- Aim of the task: Scan the data beneath this task and copy each line that includes "TierLevel".
── Working data ──
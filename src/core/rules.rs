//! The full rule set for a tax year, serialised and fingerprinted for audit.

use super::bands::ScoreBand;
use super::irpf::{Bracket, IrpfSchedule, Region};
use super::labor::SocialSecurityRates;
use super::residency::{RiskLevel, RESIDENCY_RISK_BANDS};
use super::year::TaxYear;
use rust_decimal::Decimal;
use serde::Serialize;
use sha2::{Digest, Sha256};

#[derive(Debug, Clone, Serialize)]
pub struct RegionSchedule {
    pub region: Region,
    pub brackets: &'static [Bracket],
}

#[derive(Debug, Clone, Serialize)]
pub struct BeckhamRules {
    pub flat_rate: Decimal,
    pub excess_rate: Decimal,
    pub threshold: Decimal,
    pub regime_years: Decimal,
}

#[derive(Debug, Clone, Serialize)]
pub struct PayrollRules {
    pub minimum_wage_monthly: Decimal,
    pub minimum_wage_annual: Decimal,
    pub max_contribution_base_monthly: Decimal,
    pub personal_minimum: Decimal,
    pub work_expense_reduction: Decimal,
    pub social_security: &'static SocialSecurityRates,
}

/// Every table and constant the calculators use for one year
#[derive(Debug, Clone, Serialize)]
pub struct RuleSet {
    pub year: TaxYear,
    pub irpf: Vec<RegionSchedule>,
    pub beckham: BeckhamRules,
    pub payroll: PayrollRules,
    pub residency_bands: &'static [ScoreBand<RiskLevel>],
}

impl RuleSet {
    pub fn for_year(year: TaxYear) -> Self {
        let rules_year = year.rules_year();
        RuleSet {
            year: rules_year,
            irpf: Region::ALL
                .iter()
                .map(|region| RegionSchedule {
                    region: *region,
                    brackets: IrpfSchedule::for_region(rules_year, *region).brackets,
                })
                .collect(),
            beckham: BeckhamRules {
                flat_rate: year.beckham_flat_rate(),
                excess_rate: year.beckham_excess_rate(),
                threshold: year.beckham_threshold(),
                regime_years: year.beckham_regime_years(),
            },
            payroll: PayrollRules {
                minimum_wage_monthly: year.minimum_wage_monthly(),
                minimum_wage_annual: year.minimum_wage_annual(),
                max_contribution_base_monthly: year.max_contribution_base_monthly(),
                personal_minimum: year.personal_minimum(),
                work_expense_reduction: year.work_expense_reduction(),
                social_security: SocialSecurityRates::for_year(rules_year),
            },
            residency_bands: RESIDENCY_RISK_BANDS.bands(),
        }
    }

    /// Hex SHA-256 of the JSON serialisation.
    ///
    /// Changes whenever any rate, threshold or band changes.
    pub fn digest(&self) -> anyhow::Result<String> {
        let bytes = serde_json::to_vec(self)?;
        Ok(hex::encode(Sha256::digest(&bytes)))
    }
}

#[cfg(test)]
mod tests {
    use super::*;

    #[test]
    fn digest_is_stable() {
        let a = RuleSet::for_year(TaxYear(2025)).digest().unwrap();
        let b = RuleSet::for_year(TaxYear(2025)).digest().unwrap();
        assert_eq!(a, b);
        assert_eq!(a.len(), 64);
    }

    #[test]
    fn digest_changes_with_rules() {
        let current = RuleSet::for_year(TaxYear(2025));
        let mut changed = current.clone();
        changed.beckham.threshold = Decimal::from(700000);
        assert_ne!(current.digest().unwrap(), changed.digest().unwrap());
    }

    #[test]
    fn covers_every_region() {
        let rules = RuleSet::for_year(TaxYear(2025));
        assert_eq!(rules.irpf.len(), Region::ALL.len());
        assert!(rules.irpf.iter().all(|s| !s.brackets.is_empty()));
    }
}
───
── Working data ──
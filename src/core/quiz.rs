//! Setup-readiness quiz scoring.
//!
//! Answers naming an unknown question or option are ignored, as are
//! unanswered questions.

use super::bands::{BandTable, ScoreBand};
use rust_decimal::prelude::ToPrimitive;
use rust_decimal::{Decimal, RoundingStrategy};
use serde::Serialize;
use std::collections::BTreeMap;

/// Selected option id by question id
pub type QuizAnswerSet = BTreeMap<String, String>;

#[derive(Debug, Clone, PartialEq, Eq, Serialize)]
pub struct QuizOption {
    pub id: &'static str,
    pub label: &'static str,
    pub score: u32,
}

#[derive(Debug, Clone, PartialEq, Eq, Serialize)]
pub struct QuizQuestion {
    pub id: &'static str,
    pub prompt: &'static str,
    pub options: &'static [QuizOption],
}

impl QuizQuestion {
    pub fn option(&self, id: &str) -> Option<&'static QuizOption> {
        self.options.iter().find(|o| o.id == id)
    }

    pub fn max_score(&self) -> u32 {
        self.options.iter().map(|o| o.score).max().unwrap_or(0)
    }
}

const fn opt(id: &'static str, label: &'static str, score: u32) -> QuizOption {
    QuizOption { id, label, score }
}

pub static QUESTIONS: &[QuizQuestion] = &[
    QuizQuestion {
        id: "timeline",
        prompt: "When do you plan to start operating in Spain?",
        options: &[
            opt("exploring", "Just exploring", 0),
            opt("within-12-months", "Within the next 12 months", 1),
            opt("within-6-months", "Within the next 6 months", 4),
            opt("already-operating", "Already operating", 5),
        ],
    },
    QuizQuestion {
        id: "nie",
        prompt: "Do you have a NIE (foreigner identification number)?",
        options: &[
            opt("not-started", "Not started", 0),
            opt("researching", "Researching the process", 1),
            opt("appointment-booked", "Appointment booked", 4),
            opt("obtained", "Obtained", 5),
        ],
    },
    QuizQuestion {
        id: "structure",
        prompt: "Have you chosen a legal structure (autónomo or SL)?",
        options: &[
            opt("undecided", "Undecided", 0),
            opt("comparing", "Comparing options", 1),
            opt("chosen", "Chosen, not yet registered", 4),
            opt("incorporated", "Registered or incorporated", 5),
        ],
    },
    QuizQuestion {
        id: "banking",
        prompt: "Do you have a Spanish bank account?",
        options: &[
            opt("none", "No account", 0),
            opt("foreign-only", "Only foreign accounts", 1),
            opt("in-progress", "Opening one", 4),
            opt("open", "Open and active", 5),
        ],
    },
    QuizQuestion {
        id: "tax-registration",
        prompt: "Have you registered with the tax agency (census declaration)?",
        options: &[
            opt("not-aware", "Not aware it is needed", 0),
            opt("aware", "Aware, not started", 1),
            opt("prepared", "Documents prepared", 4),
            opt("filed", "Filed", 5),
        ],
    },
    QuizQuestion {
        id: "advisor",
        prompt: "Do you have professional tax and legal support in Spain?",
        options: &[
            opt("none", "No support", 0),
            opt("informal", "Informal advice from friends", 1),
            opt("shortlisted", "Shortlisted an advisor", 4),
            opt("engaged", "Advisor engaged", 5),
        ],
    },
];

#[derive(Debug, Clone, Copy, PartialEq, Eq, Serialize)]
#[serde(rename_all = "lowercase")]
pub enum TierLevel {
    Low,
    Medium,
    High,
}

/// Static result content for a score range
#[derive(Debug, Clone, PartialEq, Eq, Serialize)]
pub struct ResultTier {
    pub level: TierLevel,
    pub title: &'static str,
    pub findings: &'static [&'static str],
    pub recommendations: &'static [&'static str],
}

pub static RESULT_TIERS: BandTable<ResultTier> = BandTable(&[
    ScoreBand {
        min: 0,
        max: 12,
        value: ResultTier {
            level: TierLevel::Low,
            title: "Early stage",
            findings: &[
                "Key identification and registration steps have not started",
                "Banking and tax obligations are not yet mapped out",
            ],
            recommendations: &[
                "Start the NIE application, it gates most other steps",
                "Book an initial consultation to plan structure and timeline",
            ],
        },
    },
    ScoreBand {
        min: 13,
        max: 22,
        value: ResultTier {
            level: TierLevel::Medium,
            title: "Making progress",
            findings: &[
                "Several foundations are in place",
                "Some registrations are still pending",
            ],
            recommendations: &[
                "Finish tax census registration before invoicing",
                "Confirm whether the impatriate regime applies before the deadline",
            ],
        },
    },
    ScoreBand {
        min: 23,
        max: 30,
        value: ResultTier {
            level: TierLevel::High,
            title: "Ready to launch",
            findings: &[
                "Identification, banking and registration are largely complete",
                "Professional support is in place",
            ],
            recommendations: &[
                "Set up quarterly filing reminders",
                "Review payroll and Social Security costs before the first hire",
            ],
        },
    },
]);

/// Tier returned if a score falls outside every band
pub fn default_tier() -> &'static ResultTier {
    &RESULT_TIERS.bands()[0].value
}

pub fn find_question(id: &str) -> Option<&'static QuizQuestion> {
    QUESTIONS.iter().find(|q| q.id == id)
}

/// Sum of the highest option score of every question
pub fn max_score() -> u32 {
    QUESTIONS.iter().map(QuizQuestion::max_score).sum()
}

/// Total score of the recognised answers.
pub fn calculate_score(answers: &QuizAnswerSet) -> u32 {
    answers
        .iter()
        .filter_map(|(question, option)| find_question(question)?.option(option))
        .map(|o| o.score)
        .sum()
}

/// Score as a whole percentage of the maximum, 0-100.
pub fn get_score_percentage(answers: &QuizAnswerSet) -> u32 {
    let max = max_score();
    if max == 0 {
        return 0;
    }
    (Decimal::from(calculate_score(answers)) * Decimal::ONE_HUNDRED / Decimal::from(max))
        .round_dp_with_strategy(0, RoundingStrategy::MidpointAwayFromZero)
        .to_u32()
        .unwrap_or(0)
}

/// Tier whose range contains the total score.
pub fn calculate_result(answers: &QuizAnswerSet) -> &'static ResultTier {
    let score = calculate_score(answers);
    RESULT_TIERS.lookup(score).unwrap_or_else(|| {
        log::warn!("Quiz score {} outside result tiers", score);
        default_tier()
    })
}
───
- Answer space:
pub enum TierLevel {
    pub level: TierLevel,
            level: TierLevel::Low,
            level: TierLevel::Medium,
            level: TierLevel::High,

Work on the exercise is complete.